### EXERCISE AIM
All of the data that follows should be retyped exactly as it appears.

*** Opening of EXCERPTED RECORDS ***

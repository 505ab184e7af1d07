use crate::auth::Auth;
use crate::database::{profiles, users, Db};
use crate::errors::Error;
use crate::models::user::Profile;
use rocket::serde::json::{json, Value};

#[get("/profiles/<username>")]
pub async fn read_profile(
    username: String,
    auth: Option<Auth>,
    db: Db,
) -> Result<Value, Error> {
    let user_id = auth.map(|auth| auth.id);
    let profile = db
        .run(move |conn| -> Result<Profile, Error> {
            let user = users::find_by_username(conn, &username)?
                .ok_or_else(|| Error::not_found("User not found"))?;
            let following = match user_id {
                Some(id) => profiles::is_following(conn, id, user.id)?,
                None => false,
            };
            Ok(user.to_profile(following))
        })
        .await?;
    Ok(json!({ "profile": profile }))
}

#[post("/profiles/<username>/follow")]
pub async fn follow_user(username: String, auth: Auth, db: Db) -> Result<Value, Error> {
    let user_id = auth.id;
    let profile = db
        .run(move |conn| -> Result<Profile, Error> {
            let target = users::find_by_username(conn, &username)?
                .ok_or_else(|| Error::not_found("User not found"))?;
            if target.id == user_id {
                return Err(Error::validation("username", "You can't follow yourself"));
            }
            profiles::follow(conn, user_id, target.id)?;
            Ok(target.to_profile(true))
        })
        .await?;
    Ok(json!({ "profile": profile }))
}

#[delete("/profiles/<username>/follow")]
pub async fn unfollow_user(username: String, auth: Auth, db: Db) -> Result<Value, Error> {
    let user_id = auth.id;
    let profile = db
        .run(move |conn| -> Result<Profile, Error> {
            let target = users::find_by_username(conn, &username)?
                .ok_or_else(|| Error::not_found("User not found"))?;
            profiles::unfollow(conn, user_id, target.id)?;
            Ok(target.to_profile(false))
        })
        .await?;
    Ok(json!({ "profile": profile }))
}
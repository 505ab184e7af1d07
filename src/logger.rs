use std::io;

pub fn setup_logging(verbosity: log::LevelFilter) -> Result<(), fern::InitError> {
    let base_config = fern::Dispatch::new().level(verbosity);

    let stdout_config = fern::Dispatch::new()
        .format(|out, message, record| {
            out.finish(format_args!(
                "{}[{}][{}] {}",
                chrono::Local::now().format("[%Y-%m-%d][%H:%M:%S]"),
                record.target(),
                record.level(),
                message
            ))
        })
        .chain(io::stdout());

    base_config.chain(stdout_config).apply()?;

    Ok(())
}
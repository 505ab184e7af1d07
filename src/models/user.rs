use crate::auth::Auth;
use crate::config::AppConfig;
use chrono::{Duration, NaiveDateTime, Utc};
use serde::Serialize;

/// A `users` row. Deliberately not `Serialize`: the password hash never
/// leaves the database layer, responses go through [`UserAuth`] and
/// [`Profile`].
#[derive(Debug, Clone, Queryable, Identifiable)]
#[diesel(table_name = crate::schema::users)]
pub struct User {
    pub id: i32,
    pub username: String,
    pub email: String,
    pub hash: String,
    pub bio: Option<String>,
    pub image: Option<String>,
    pub created_at: NaiveDateTime,
    pub updated_at: NaiveDateTime,
}

#[derive(Debug, Serialize)]
pub struct UserAuth {
    pub email: String,
    pub token: String,
    pub username: String,
    pub bio: String,
    pub image: String,
}

#[derive(Debug, Serialize)]
pub struct Profile {
    pub username: String,
    pub bio: String,
    pub image: String,
    pub following: bool,
}

impl User {
    /// The caller's own representation, with a freshly issued token.
    pub fn to_auth(&self, config: &AppConfig) -> UserAuth {
        let exp = Utc::now() + Duration::seconds(config.token_expiry);
        let token = Auth {
            exp: exp.timestamp(),
            id: self.id,
            username: self.username.clone(),
            email: self.email.clone(),
        }
        .token(&config.secret);

        UserAuth {
            email: self.email.clone(),
            token,
            username: self.username.clone(),
            bio: self.bio.clone().unwrap_or_default(),
            image: self.image.clone().unwrap_or_default(),
        }
    }

    pub fn to_profile(&self, following: bool) -> Profile {
        Profile {
            username: self.username.clone(),
            bio: self.bio.clone().unwrap_or_default(),
            image: self.image.clone().unwrap_or_default(),
            following,
        }
    }
}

*** Close of EXCERPTED RECORDS ***

### SOLVED PROBLEM
repository 505ab184e7af1d07
use crate::auth::Auth;
use crate::database::{profiles, users, Db};
use crate::errors::Error;
use crate::models::user::Profile;
use rocket::serde::json::{json, Value};

#[get("/profiles/<username>")]
pub async fn read_profile(
    username: String,
    auth: Option<Auth>,
    db: Db,
) -> Result<Value, Error> {
    let user_id = auth.map(|auth| auth.id);
    let profile = db
        .run(move |conn| -> Result<Profile, Error> {
            let user = users::find_by_username(conn, &username)?
                .ok_or_else(|| Error::not_found("User not found"))?;
            let following = match user_id {
                Some(id) => profiles::is_following(conn, id, user.id)?,
                None => false,
            };
            Ok(user.to_profile(following))
        })
        .await?;
    Ok(json!({ "profile": profile }))
}

#[post("/profiles/<username>/follow")]
pub async fn follow_user(username: String, auth: Auth, db: Db) -> Result<Value, Error> {
    let user_id = auth.id;
    let profile = db
        .run(move |conn| -> Result<Profile, Error> {
            let target = users::find_by_username(conn, &username)?
                .ok_or_else(|| Error::not_found("User not found"))?;
            if target.id == user_id {
                return Err(Error::validation("username", "You can't follow yourself"));
            }
            profiles::follow(conn, user_id, target.id)?;
            Ok(target.to_profile(true))
        })
        .await?;
    Ok(json!({ "profile": profile }))
}

#[delete("/profiles/<username>/follow")]
pub async fn unfollow_user(username: String, auth: Auth, db: Db) -> Result<Value, Error> {
    let user_id = auth.id;
    let profile = db
        .run(move |conn| -> Result<Profile, Error> {
            let target = users::find_by_username(conn, &username)?
                .ok_or_else(|| Error::not_found("User not found"))?;
            profiles::unfollow(conn, user_id, target.id)?;
            Ok(target.to_profile(false))
        })
        .await?;
    Ok(json!({ "profile": profile }))
}
repository 505ab184e7af1d07
filename src/logger.rs
use std::io;

pub fn setup_logging(verbosity: log::LevelFilter) -> Result<(), fern::InitError> {
    let base_config = fern::Dispatch::new().level(verbosity);

    let stdout_config = fern::Dispatch::new()
        .format(|out, message, record| {
            out.finish(format_args!(
                "{}[{}][{}] {}",
                chrono::Local::now().format("[%Y-%m-%d][%H:%M:%S]"),
                record.target(),
                record.level(),
                message
            ))
        })
        .chain(io::stdout());

    base_config.chain(stdout_config).apply()?;

    Ok(())
}
repository 505ab184e7af1d07
filename src/models/user.rs
use crate::auth::Auth;
use crate::config::AppConfig;
use chrono::{Duration, NaiveDateTime, Utc};
use serde::Serialize;

/// A `users` row. Deliberately not `Serialize`: the password hash never
/// leaves the database layer, responses go through [`UserAuth`] and
/// [`Profile`].
#[derive(Debug, Clone, Queryable, Identifiable)]
#[diesel(table_name = crate::schema::users)]
pub struct User {
    pub id: i32,
    pub username: String,
    pub email: String,
    pub hash: String,
    pub bio: Option<String>,
    pub image: Option<String>,
    pub created_at: NaiveDateTime,
    pub updated_at: NaiveDateTime,
}

#[derive(Debug, Serialize)]
pub struct UserAuth {
    pub email: String,
    pub token: String,
    pub username: String,
    pub bio: String,
    pub image: String,
}

#[derive(Debug, Serialize)]
pub struct Profile {
    pub username: String,
    pub bio: String,
    pub image: String,
    pub following: bool,
}

impl User {
    /// The caller's own representation, with a freshly issued token.
    pub fn to_auth(&self, config: &AppConfig) -> UserAuth {
        let exp = Utc::now() + Duration::seconds(config.token_expiry);
        let token = Auth {
            exp: exp.timestamp(),
            id: self.id,
            username: self.username.clone(),
            email: self.email.clone(),
        }
        .token(&config.secret);

        UserAuth {
            email: self.email.clone(),
            token,
            username: self.username.clone(),
            bio: self.bio.clone().unwrap_or_default(),
            image: self.image.clone().unwrap_or_default(),
        }
    }

    pub fn to_profile(&self, following: bool) -> Profile {
        Profile {
            username: self.username.clone(),
            bio: self.bio.clone().unwrap_or_default(),
            image: self.image.clone().unwrap_or_default(),
            following,
        }
    }
}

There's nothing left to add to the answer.